**YOUR ASSIGNMENT**
Give back the line below containing "let head = game.head();" and every later line, exactly.

[DATASET ENTRIES — start]

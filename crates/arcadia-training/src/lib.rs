//! Neuroevolution of snake policies.
//!
//! This crate is the evolution library and the Population Driver that sit on top
//! of the snake evaluator:
//!
//! - [`weights`] - genome initialisation, BLX-α crossover and Gaussian mutation
//! - [`genetic`] - populations, fitness evaluation and generation building
//! - [`driver`] - the generation loop with its phase schedule
//! - [`report`] - the per-generation `(best, mean)` fitness series returned by a run
//!
//! Each candidate plays a freshly seeded [`SnakeGame`](arcadia_engine::snake::SnakeGame)
//! so candidates share nothing but the population roster.

use arcadia_evaluator::{network::PolicyDecodeError, rollout::RolloutError};

pub mod driver;
pub mod genetic;
pub mod report;
pub mod weights;

/// A training parameter is out of its usable range.
#[derive(Debug, Clone, PartialEq, Eq, derive_more::Display, derive_more::Error)]
#[display("invalid training configuration: {reason}")]
pub struct InvalidTrainingConfig {
    pub reason: &'static str,
}

#[derive(Debug, derive_more::Display, derive_more::Error, derive_more::From)]
pub enum TrainingError {
    #[display("rollout failed: {_0}")]
    Rollout(RolloutError),
    #[display("cannot build network: {_0}")]
    Network(PolicyDecodeError),
    #[display("{_0}")]
    Config(InvalidTrainingConfig),
}
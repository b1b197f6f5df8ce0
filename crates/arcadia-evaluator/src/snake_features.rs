//! Snake state extractors.
//!
//! Both extractors describe the board relative to the head using 0/1 values:
//!
//! | Index | [`Full`](SnakeFeatureSet::Full) (11) | [`Compact`](SnakeFeatureSet::Compact) (7) |
//! |------:|--------------------------------------|-------------------------------------------|
//! | 0     | danger straight                      | danger straight                           |
//! | 1     | danger right                         | danger right                              |
//! | 2     | danger left                          | danger left                               |
//! | 3     | heading left                         | food up                                   |
//! | 4     | heading right                        | food down                                 |
//! | 5     | heading up                           | food left                                 |
//! | 6     | heading down                         | food right                                |
//! | 7     | food left                            |                                           |
//! | 8     | food right                           |                                           |
//! | 9     | food up                              |                                           |
//! | 10    | food down                            |                                           |
//!
//! "Danger" means moving one cell after that relative turn would end the game.

use arcadia_engine::snake::{Direction, SnakeGame, Turn};
use arrayvec::ArrayVec;
use serde::{Deserialize, Serialize};

pub const MAX_FEATURES: usize = 11;

pub type FeatureVector = ArrayVec<f32, MAX_FEATURES>;

#[derive(
    Debug, Default, Clone, Copy, PartialEq, Eq, Hash, Serialize, Deserialize, derive_more::FromStr,
)]
pub enum SnakeFeatureSet {
    /// Danger, heading and food direction: 11 values.
    #[default]
    Full,
    /// Danger and food direction only: 7 values.
    Compact,
}

impl SnakeFeatureSet {
    /// Number of values produced by [`Self::extract`].
    #[must_use]
    pub const fn dimension(self) -> usize {
        match self {
            SnakeFeatureSet::Full => 11,
            SnakeFeatureSet::Compact => 7,
        }
    }

    #[must_use]
    pub fn extract(self, game: &SnakeGame) -> FeatureVector {
        let head = game.head();
        let food = game.food();
        let heading = game.direction();
        let block = game.config().block_size;

        let danger = Turn::ALL.map(|turn| {
            let next = head.moved(heading.turned(turn), block);
            flag(game.is_collision(next))
        });
        let food_left = flag(food.x < head.x);
        let food_right = flag(food.x > head.x);
        let food_up = flag(food.y < head.y);
        let food_down = flag(food.y > head.y);

        let mut features = FeatureVector::new();
        features.extend(danger);
        match self {
            SnakeFeatureSet::Full => {
                features.extend(
                    [
                        Direction::Left,
                        Direction::Right,
                        Direction::Up,
                        Direction::Down,
                    ]
                    .map(|d| flag(heading == d)),
                );
                features.extend([food_left, food_right, food_up, food_down]);
            }
            SnakeFeatureSet::Compact => {
                features.extend([food_up, food_down, food_left, food_right]);
            }
        }
        features
    }
}

fn flag(value: bool) -> f32 {
    if value { 1.0 } else { 0.0 }
}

[DATASET ENTRIES — finish]

**COMPLETED TASK**
        let head = game.head();
        let food = game.food();
        let heading = game.direction();
        let block = game.config().block_size;

        let danger = Turn::ALL.map(|turn| {
            let next = head.moved(heading.turned(turn), block);
            flag(game.is_collision(next))
        });
        let food_left = flag(food.x < head.x);
        let food_right = flag(food.x > head.x);
        let food_up = flag(food.y < head.y);
        let food_down = flag(food.y > head.y);

        let mut features = FeatureVector::new();
        features.extend(danger);
        match self {
            SnakeFeatureSet::Full => {
                features.extend(
                    [
                        Direction::Left,
                        Direction::Right,
                        Direction::Up,
                        Direction::Down,
                    ]
                    .map(|d| flag(heading == d)),
                );
                features.extend([food_left, food_right, food_up, food_down]);
            }
            SnakeFeatureSet::Compact => {
                features.extend([food_up, food_down, food_left, food_right]);
            }
        }
        features
    }
}

fn flag(value: bool) -> f32 {
    if value { 1.0 } else { 0.0 }
}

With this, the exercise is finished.